Provided data ▸

* * *

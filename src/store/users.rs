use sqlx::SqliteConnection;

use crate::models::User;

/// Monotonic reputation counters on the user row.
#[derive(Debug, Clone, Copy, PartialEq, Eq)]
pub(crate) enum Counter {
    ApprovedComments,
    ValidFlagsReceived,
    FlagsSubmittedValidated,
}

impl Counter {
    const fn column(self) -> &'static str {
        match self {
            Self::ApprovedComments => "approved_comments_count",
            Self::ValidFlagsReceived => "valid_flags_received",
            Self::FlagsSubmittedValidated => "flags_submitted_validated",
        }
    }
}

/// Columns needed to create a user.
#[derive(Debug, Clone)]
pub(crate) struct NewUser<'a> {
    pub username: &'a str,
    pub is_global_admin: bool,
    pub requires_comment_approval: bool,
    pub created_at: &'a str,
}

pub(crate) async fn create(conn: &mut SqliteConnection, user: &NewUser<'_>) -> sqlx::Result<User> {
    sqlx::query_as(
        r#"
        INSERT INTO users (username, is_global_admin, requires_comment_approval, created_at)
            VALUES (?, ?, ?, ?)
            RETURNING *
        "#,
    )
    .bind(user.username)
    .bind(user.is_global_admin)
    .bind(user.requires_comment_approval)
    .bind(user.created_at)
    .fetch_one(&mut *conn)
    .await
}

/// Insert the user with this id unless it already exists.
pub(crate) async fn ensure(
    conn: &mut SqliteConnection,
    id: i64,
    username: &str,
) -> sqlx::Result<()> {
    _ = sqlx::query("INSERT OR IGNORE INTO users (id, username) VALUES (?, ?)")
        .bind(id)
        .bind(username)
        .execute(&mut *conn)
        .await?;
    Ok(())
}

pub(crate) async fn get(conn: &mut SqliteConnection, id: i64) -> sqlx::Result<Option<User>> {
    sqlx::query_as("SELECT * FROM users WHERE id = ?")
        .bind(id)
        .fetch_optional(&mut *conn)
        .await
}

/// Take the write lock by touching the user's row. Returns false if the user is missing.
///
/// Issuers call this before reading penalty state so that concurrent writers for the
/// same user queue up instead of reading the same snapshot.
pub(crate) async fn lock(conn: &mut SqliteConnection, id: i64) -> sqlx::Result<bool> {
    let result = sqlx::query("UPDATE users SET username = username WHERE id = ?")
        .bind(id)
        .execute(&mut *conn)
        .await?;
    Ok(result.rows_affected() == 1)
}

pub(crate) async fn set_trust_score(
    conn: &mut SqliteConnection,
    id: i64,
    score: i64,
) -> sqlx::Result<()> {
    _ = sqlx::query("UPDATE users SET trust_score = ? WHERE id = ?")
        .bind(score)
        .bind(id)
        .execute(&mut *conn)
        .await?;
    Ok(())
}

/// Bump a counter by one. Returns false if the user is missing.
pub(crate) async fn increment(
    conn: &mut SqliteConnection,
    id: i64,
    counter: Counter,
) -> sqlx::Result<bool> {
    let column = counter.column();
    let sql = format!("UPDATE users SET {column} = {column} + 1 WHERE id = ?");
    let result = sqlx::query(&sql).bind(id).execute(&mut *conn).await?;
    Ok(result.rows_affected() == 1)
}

* * *

Problem details ▸ Word for word, reproduce the listing from its first line through the line that has "it already exists." in it, and go no further.

Result ▸
filename src/store/users.rs
use sqlx::SqliteConnection;

use crate::models::User;

/// Monotonic reputation counters on the user row.
#[derive(Debug, Clone, Copy, PartialEq, Eq)]
pub(crate) enum Counter {
    ApprovedComments,
    ValidFlagsReceived,
    FlagsSubmittedValidated,
}

impl Counter {
    const fn column(self) -> &'static str {
        match self {
            Self::ApprovedComments => "approved_comments_count",
            Self::ValidFlagsReceived => "valid_flags_received",
            Self::FlagsSubmittedValidated => "flags_submitted_validated",
        }
    }
}

/// Columns needed to create a user.
#[derive(Debug, Clone)]
pub(crate) struct NewUser<'a> {
    pub username: &'a str,
    pub is_global_admin: bool,
    pub requires_comment_approval: bool,
    pub created_at: &'a str,
}

pub(crate) async fn create(conn: &mut SqliteConnection, user: &NewUser<'_>) -> sqlx::Result<User> {
    sqlx::query_as(
        r#"
        INSERT INTO users (username, is_global_admin, requires_comment_approval, created_at)
            VALUES (?, ?, ?, ?)
            RETURNING *
        "#,
    )
    .bind(user.username)
    .bind(user.is_global_admin)
    .bind(user.requires_comment_approval)
    .bind(user.created_at)
    .fetch_one(&mut *conn)
    .await
}

/// Insert the user with this id unless it already exists.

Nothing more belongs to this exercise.